Task prompt: Give the data again exactly as it appears.

Provided information:

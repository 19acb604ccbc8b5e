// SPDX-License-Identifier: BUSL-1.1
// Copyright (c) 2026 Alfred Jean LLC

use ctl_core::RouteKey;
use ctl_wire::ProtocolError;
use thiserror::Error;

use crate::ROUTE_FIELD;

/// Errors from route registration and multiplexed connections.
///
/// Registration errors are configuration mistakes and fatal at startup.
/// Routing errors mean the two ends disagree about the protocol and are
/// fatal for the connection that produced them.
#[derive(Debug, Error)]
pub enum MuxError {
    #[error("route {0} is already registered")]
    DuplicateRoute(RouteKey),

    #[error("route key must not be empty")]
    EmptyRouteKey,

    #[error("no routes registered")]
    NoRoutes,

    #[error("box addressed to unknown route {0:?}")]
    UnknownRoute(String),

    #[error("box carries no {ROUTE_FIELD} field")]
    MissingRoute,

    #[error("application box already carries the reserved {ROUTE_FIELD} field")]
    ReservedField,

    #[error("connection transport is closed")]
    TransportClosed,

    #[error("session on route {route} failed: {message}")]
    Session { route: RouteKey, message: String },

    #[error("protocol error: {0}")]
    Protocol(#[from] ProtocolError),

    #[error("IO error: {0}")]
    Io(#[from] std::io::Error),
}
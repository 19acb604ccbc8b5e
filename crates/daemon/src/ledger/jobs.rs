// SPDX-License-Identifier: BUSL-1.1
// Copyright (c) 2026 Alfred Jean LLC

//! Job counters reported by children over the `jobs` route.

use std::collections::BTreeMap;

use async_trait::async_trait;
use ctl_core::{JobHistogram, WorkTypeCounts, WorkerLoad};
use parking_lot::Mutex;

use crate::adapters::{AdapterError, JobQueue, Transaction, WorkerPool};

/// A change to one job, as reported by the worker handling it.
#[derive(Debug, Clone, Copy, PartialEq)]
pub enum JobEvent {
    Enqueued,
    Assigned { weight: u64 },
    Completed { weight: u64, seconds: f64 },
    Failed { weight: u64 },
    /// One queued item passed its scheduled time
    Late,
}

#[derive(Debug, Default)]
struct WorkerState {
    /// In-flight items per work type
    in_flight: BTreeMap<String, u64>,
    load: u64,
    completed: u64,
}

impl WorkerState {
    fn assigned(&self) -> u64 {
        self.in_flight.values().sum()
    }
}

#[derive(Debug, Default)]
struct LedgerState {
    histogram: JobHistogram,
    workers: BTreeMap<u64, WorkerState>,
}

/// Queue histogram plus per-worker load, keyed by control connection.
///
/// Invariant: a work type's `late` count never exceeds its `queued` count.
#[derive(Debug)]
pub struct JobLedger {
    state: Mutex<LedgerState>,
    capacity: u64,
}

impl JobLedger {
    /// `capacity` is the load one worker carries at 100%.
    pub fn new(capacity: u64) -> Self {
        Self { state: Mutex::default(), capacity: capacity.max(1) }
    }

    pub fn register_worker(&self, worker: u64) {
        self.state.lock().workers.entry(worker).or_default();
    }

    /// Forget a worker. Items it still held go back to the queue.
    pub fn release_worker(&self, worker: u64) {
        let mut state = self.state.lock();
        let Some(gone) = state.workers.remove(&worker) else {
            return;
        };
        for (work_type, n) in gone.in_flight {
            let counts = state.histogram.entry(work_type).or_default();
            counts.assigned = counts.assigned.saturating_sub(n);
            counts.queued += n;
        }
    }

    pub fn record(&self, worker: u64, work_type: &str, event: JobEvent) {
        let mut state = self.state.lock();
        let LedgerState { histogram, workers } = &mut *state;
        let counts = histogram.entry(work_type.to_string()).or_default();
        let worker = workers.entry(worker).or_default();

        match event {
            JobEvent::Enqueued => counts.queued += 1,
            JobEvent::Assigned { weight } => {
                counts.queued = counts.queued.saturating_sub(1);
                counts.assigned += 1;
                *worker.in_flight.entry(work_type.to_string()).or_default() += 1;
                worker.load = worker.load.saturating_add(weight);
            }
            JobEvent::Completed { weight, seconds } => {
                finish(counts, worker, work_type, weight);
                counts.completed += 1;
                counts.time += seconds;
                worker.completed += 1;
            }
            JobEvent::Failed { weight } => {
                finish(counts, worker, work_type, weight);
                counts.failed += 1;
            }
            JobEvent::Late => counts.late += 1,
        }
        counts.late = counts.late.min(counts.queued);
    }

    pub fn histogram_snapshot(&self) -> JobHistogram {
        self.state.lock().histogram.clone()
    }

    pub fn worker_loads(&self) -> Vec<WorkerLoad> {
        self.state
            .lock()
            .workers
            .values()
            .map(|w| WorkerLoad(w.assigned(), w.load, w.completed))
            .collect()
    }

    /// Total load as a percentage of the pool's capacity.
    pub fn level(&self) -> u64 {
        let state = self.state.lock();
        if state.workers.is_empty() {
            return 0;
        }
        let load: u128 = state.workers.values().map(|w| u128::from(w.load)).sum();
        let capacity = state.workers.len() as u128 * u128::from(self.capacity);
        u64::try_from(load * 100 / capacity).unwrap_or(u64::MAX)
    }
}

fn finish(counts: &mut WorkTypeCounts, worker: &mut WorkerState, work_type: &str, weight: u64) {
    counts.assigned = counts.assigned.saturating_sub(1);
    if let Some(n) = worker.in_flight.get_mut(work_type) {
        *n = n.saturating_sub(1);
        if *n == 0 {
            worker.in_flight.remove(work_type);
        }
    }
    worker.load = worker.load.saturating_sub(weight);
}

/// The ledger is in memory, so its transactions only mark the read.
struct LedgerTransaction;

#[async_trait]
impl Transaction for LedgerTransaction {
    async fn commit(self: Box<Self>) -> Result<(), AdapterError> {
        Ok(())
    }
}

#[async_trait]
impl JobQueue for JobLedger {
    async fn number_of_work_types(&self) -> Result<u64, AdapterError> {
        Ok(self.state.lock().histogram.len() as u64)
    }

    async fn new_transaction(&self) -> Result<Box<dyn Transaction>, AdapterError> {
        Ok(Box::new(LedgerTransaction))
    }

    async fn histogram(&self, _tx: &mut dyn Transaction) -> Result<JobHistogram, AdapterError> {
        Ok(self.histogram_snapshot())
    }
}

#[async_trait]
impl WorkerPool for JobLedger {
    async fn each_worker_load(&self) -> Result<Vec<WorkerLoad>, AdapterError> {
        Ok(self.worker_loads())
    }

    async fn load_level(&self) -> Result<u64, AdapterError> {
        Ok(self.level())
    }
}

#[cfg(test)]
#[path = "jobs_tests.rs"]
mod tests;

Your solution:
repository 19acb604ccbc8b5e
// SPDX-License-Identifier: BUSL-1.1
// Copyright (c) 2026 Alfred Jean LLC

use ctl_core::RouteKey;
use ctl_wire::ProtocolError;
use thiserror::Error;

use crate::ROUTE_FIELD;

/// Errors from route registration and multiplexed connections.
///
/// Registration errors are configuration mistakes and fatal at startup.
/// Routing errors mean the two ends disagree about the protocol and are
/// fatal for the connection that produced them.
#[derive(Debug, Error)]
pub enum MuxError {
    #[error("route {0} is already registered")]
    DuplicateRoute(RouteKey),

    #[error("route key must not be empty")]
    EmptyRouteKey,

    #[error("no routes registered")]
    NoRoutes,

    #[error("box addressed to unknown route {0:?}")]
    UnknownRoute(String),

    #[error("box carries no {ROUTE_FIELD} field")]
    MissingRoute,

    #[error("application box already carries the reserved {ROUTE_FIELD} field")]
    ReservedField,

    #[error("connection transport is closed")]
    TransportClosed,

    #[error("session on route {route} failed: {message}")]
    Session { route: RouteKey, message: String },

    #[error("protocol error: {0}")]
    Protocol(#[from] ProtocolError),

    #[error("IO error: {0}")]
    Io(#[from] std::io::Error),
}
repository 19acb604ccbc8b5e
filename crates/daemon/src/ledger/jobs.rs
// SPDX-License-Identifier: BUSL-1.1
// Copyright (c) 2026 Alfred Jean LLC

//! Job counters reported by children over the `jobs` route.

use std::collections::BTreeMap;

use async_trait::async_trait;
use ctl_core::{JobHistogram, WorkTypeCounts, WorkerLoad};
use parking_lot::Mutex;

use crate::adapters::{AdapterError, JobQueue, Transaction, WorkerPool};

/// A change to one job, as reported by the worker handling it.
#[derive(Debug, Clone, Copy, PartialEq)]
pub enum JobEvent {
    Enqueued,
    Assigned { weight: u64 },
    Completed { weight: u64, seconds: f64 },
    Failed { weight: u64 },
    /// One queued item passed its scheduled time
    Late,
}

#[derive(Debug, Default)]
struct WorkerState {
    /// In-flight items per work type
    in_flight: BTreeMap<String, u64>,
    load: u64,
    completed: u64,
}

impl WorkerState {
    fn assigned(&self) -> u64 {
        self.in_flight.values().sum()
    }
}

#[derive(Debug, Default)]
struct LedgerState {
    histogram: JobHistogram,
    workers: BTreeMap<u64, WorkerState>,
}

/// Queue histogram plus per-worker load, keyed by control connection.
///
/// Invariant: a work type's `late` count never exceeds its `queued` count.
#[derive(Debug)]
pub struct JobLedger {
    state: Mutex<LedgerState>,
    capacity: u64,
}

impl JobLedger {
    /// `capacity` is the load one worker carries at 100%.
    pub fn new(capacity: u64) -> Self {
        Self { state: Mutex::default(), capacity: capacity.max(1) }
    }

    pub fn register_worker(&self, worker: u64) {
        self.state.lock().workers.entry(worker).or_default();
    }

    /// Forget a worker. Items it still held go back to the queue.
    pub fn release_worker(&self, worker: u64) {
        let mut state = self.state.lock();
        let Some(gone) = state.workers.remove(&worker) else {
            return;
        };
        for (work_type, n) in gone.in_flight {
            let counts = state.histogram.entry(work_type).or_default();
            counts.assigned = counts.assigned.saturating_sub(n);
            counts.queued += n;
        }
    }

    pub fn record(&self, worker: u64, work_type: &str, event: JobEvent) {
        let mut state = self.state.lock();
        let LedgerState { histogram, workers } = &mut *state;
        let counts = histogram.entry(work_type.to_string()).or_default();
        let worker = workers.entry(worker).or_default();

        match event {
            JobEvent::Enqueued => counts.queued += 1,
            JobEvent::Assigned { weight } => {
                counts.queued = counts.queued.saturating_sub(1);
                counts.assigned += 1;
                *worker.in_flight.entry(work_type.to_string()).or_default() += 1;
                worker.load = worker.load.saturating_add(weight);
            }
            JobEvent::Completed { weight, seconds } => {
                finish(counts, worker, work_type, weight);
                counts.completed += 1;
                counts.time += seconds;
                worker.completed += 1;
            }
            JobEvent::Failed { weight } => {
                finish(counts, worker, work_type, weight);
                counts.failed += 1;
            }
            JobEvent::Late => counts.late += 1,
        }
        counts.late = counts.late.min(counts.queued);
    }

    pub fn histogram_snapshot(&self) -> JobHistogram {
        self.state.lock().histogram.clone()
    }

    pub fn worker_loads(&self) -> Vec<WorkerLoad> {
        self.state
            .lock()
            .workers
            .values()
            .map(|w| WorkerLoad(w.assigned(), w.load, w.completed))
            .collect()
    }

    /// Total load as a percentage of the pool's capacity.
    pub fn level(&self) -> u64 {
        let state = self.state.lock();
        if state.workers.is_empty() {
            return 0;
        }
        let load: u128 = state.workers.values().map(|w| u128::from(w.load)).sum();
        let capacity = state.workers.len() as u128 * u128::from(self.capacity);
        u64::try_from(load * 100 / capacity).unwrap_or(u64::MAX)
    }
}

fn finish(counts: &mut WorkTypeCounts, worker: &mut WorkerState, work_type: &str, weight: u64) {
    counts.assigned = counts.assigned.saturating_sub(1);
    if let Some(n) = worker.in_flight.get_mut(work_type) {
        *n = n.saturating_sub(1);
        if *n == 0 {
            worker.in_flight.remove(work_type);
        }
    }
    worker.load = worker.load.saturating_sub(weight);
}

/// The ledger is in memory, so its transactions only mark the read.
struct LedgerTransaction;

#[async_trait]
impl Transaction for LedgerTransaction {
    async fn commit(self: Box<Self>) -> Result<(), AdapterError> {
        Ok(())
    }
}

#[async_trait]
impl JobQueue for JobLedger {
    async fn number_of_work_types(&self) -> Result<u64, AdapterError> {
        Ok(self.state.lock().histogram.len() as u64)
    }

    async fn new_transaction(&self) -> Result<Box<dyn Transaction>, AdapterError> {
        Ok(Box::new(LedgerTransaction))
    }

    async fn histogram(&self, _tx: &mut dyn Transaction) -> Result<JobHistogram, AdapterError> {
        Ok(self.histogram_snapshot())
    }
}

#[async_trait]
impl WorkerPool for JobLedger {
    async fn each_worker_load(&self) -> Result<Vec<WorkerLoad>, AdapterError> {
        Ok(self.worker_loads())
    }

    async fn load_level(&self) -> Result<u64, AdapterError> {
        Ok(self.level())
    }
}

#[cfg(test)]
#[path = "jobs_tests.rs"]
mod tests;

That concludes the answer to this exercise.